County Wicklow sits right on Dublin’s doorstep, but it feels like a world away. This private full-day tour takes you out of the city and into some of Ireland’s most rewarding countryside - with a local expert guide who knows the stories behind every hill and ruin.

The day moves at your pace. You’ve got the vehicle to yourselves, a knowledgeable guide, and a route that takes in a genuinely impressive spread: coastal views, one of the world’s most celebrated gardens, a dramatic waterfall, a lake that looks like it was designed for a painting, and Ireland’s most visited early-Christian monastic site.

What’s Included

  • Private transportation
  • WiFi on board
  • Bottled water
  • Air-conditioned vehicle
  • Tour Guide

What’s Not Included

  • Lunch
  • Gratuities

Itinerary

  1. You leave Dublin on a scenic drive along Dublin Bay, taking in views of the Irish coastline before the city gives way to the Wicklow hills.
  2. Your first stop is Powerscourt Gardens - rated the third most beautiful garden in the world by National Geographic. Allow around 2 hours to explore the terraced grounds and formal planting. (120 min)
  3. A short drive brings you to Powerscourt Waterfall, at 121 metres the tallest waterfall in Ireland. It plunges over rocky cliffs into a wooded valley - worth the walk in. (30 min)
  4. Next up is Lough Tay, locally known as Guinness Lake. The dark water against the pale sandy beach is a striking combination, and the surrounding mountains make it one of the most photographed spots in Wicklow. (20 min)
  5. The tour finishes at Glendalough, where St. Kevin founded a monastery in the 6th century. You can walk the ruins at your own pace - the round tower, the stone churches, the two glacial lakes. It’s a genuinely atmospheric place. (60 min)
  6. Lunch at Wicklow Heather Restaurant. (45 min)

Good to Know

  • Suitable for all physical fitness levels
  • Infants can ride in a pram or stroller; infants must sit on an adult’s lap during travel
  • Public transport is available nearby
  • This is a private tour - just your group, no strangers added
  • Conducted in English

Local Tips

Arrive at Glendalough with enough time to walk between the lakes. The itinerary gives you 60 minutes at the monastic site, which is enough for the ruins and a look at the Lower Lake. If your group wants more, it’s worth asking your guide about timing flexibility - the flat Green Road from the visitor centre to the Upper Lake takes about 25 minutes each way and the change in atmosphere between the two lakes is worth the extra steps.

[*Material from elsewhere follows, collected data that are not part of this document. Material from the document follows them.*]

//! Domain records shared across labdesk services.
//!
//! Labs and their VMs arrive from the platform as JSON with free-form tag
//! maps. All lab metadata rides on tags: identity, course, timestamps,
//! publication, and trainee assignment. Tag keys drifted across platform
//! versions, so every logical attribute is read through a list of accepted
//! keys. Publication is never stored on the lab itself: it is derived from
//! the VM tags on every read.

use chrono::{DateTime, Utc};
use serde::{Deserialize, Serialize};
use std::collections::BTreeMap;

/// Free-form platform tag map.
pub type TagMap = BTreeMap<String, String>;

/// Accepted keys for the lab identity tag.
pub const LAB_ID_KEYS: &[&str] = &["LabId", "lab_id", "LabID", "labId"];
/// Accepted keys for the course tag.
pub const COURSE_KEYS: &[&str] = &["LabCourse", "lab_course", "Course", "course"];
/// Accepted keys for the creation timestamp tag.
pub const CREATED_AT_KEYS: &[&str] = &["CreatedAt", "created_at", "CreatedOnDate"];
/// Accepted keys for the expiry timestamp tag.
pub const EXPIRES_AT_KEYS: &[&str] = &["ExpiresAt", "expires_at", "ExpiryDate"];
/// Accepted keys for the publication flag tag.
pub const PUBLISHED_KEYS: &[&str] = &["Published", "published", "IsPublished"];
/// Accepted keys for the trainee assignment tag.
pub const ASSIGNED_USER_KEYS: &[&str] = &["AssignedUser", "assigned_user", "AssignedTo"];

/// Tag values accepted as true for flag tags, compared lowercase.
const TRUTHY: &[&str] = &["true", "1", "yes"];

/// Look a logical attribute up through its accepted key list, first hit wins.
pub fn tag_lookup<'a>(tags: &'a TagMap, keys: &[&str]) -> Option<&'a str> {
    keys.iter()
        .find_map(|k| tags.get(*k))
        .map(|v| v.as_str())
}

/// True when the tag holds a truthy value under any accepted key.
pub fn tag_flag(tags: &TagMap, keys: &[&str]) -> bool {
    tag_lookup(tags, keys)
        .map(|v| TRUTHY.contains(&v.to_lowercase().as_str()))
        .unwrap_or(false)
}

fn tag_instant(tags: &TagMap, keys: &[&str]) -> Option<DateTime<Utc>> {
    tag_lookup(tags, keys)
        .and_then(|v| DateTime::parse_from_rfc3339(v).ok())
        .map(|t| t.with_timezone(&Utc))
}

/// Coarse VM power state as the engine reasons about it.
#[derive(Debug, Clone, Copy, Serialize, Deserialize, PartialEq, Eq)]
#[serde(rename_all = "snake_case")]
pub enum PowerState {
    Running,
    Starting,
    Stopped,
    Unknown,
}

impl std::fmt::Display for PowerState {
    fn fmt(&self, f: &mut std::fmt::Formatter<'_>) -> std::fmt::Result {
        match self {
            Self::Running => write!(f, "running"),
            Self::Starting => write!(f, "starting"),
            Self::Stopped => write!(f, "stopped"),
            Self::Unknown => write!(f, "unknown"),
        }
    }
}

impl From<String> for PowerState {
    fn from(s: String) -> Self {
        PowerState::parse(&s)
    }
}

impl PowerState {
    /// Parse a wire power state. The platform sends either a bare word or
    /// an instance-view code like `PowerState/deallocated`; the transitional
    /// and deallocated forms all fold into `Stopped`. Anything unrecognized
    /// is `Unknown`, never an error.
    pub fn parse(raw: &str) -> Self {
        let word = raw.rsplit('/').next().unwrap_or(raw).trim().to_lowercase();
        match word.as_str() {
            "running" => Self::Running,
            "starting" => Self::Starting,
            "stopped" | "stopping" | "deallocated" | "deallocating" => Self::Stopped,
            _ => Self::Unknown,
        }
    }
}

/// One virtual machine inside a lab.
#[derive(Debug, Clone, Serialize, Deserialize, PartialEq, Eq)]
pub struct VmRecord {
    pub id: String,
    pub name: String,
    #[serde(default)]
    pub size: Option<String>,
    #[serde(default)]
    pub private_ip: Option<String>,
    #[serde(default)]
    pub public_ip: Option<String>,
    /// Raw wire power state, see [`VmRecord::power`].
    #[serde(default)]
    pub power_state: String,
    #[serde(default)]
    pub provisioning_state: Option<String>,
    #[serde(default)]
    pub tags: TagMap,
}

impl VmRecord {
    pub fn power(&self) -> PowerState {
        PowerState::parse(&self.power_state)
    }

    pub fn is_published(&self) -> bool {
        tag_flag(&self.tags, PUBLISHED_KEYS)
    }

    pub fn assigned_user(&self) -> Option<&str> {
        tag_lookup(&self.tags, ASSIGNED_USER_KEYS)
    }
}

/// A lab as listed by the platform: group-level tags plus its VMs.
#[derive(Debug, Clone, Serialize, Deserialize, PartialEq, Eq)]
pub struct Lab {
    pub lab_id: String,
    pub course_id: String,
    #[serde(default)]
    pub tags: TagMap,
    #[serde(default)]
    pub vms: Vec<VmRecord>,
}

impl Lab {
    /// Derived on every read: a lab is published when any of its VMs carries
    /// a truthy publication tag. Nothing stores this flag.
    pub fn published(&self) -> bool {
        self.vms.iter().any(|vm| vm.is_published())
    }

    pub fn created_at(&self) -> Option<DateTime<Utc>> {
        tag_instant(&self.tags, CREATED_AT_KEYS)
    }

    pub fn expires_at(&self) -> Option<DateTime<Utc>> {
        tag_instant(&self.tags, EXPIRES_AT_KEYS)
    }

    /// True once the expiry instant has passed. Labs without an expiry tag
    /// never expire.
    pub fn expired(&self, now: DateTime<Utc>) -> bool {
        self.expires_at().map(|t| t <= now).unwrap_or(false)
    }

    /// The VM assigned to the given user, if any.
    pub fn vm_assigned_to(&self, user_id: &str) -> Option<&VmRecord> {
        self.vms
            .iter()
            .find(|vm| vm.assigned_user() == Some(user_id))
    }
}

Lunch at the Wicklow Heather is a highlight in itself. The restaurant doubles as the Writers’ Room bar, with walls lined in signed first editions of Joyce, Yeats, and Heaney that the owners actually bought. It’s more restaurant than pub, but the food is serious - Wicklow lamb and game in season. The same team also runs the hotel bar at Glendalough Hotel, ten paces from the round tower car park, if you want a quieter drink while the valley settles.

On the drive back, your guide can take the Sally Gap route via the R115. The Military Road across the bog adds about 20 minutes but is one of the great mountain roads in Leinster - treeless, long views, and a completely different landscape from the valley you’ve just left. Worth asking about, especially in good light.

The round tower doorway at Glendalough is three and a half metres off the ground - the monks pulled the ladder up when the Vikings came. Your guide will know the story, but it’s the detail that sticks. The conical roof was rebuilt from original stones in 1876 after a lightning strike; the walls themselves are 10th or 11th-century mica-slate and granite.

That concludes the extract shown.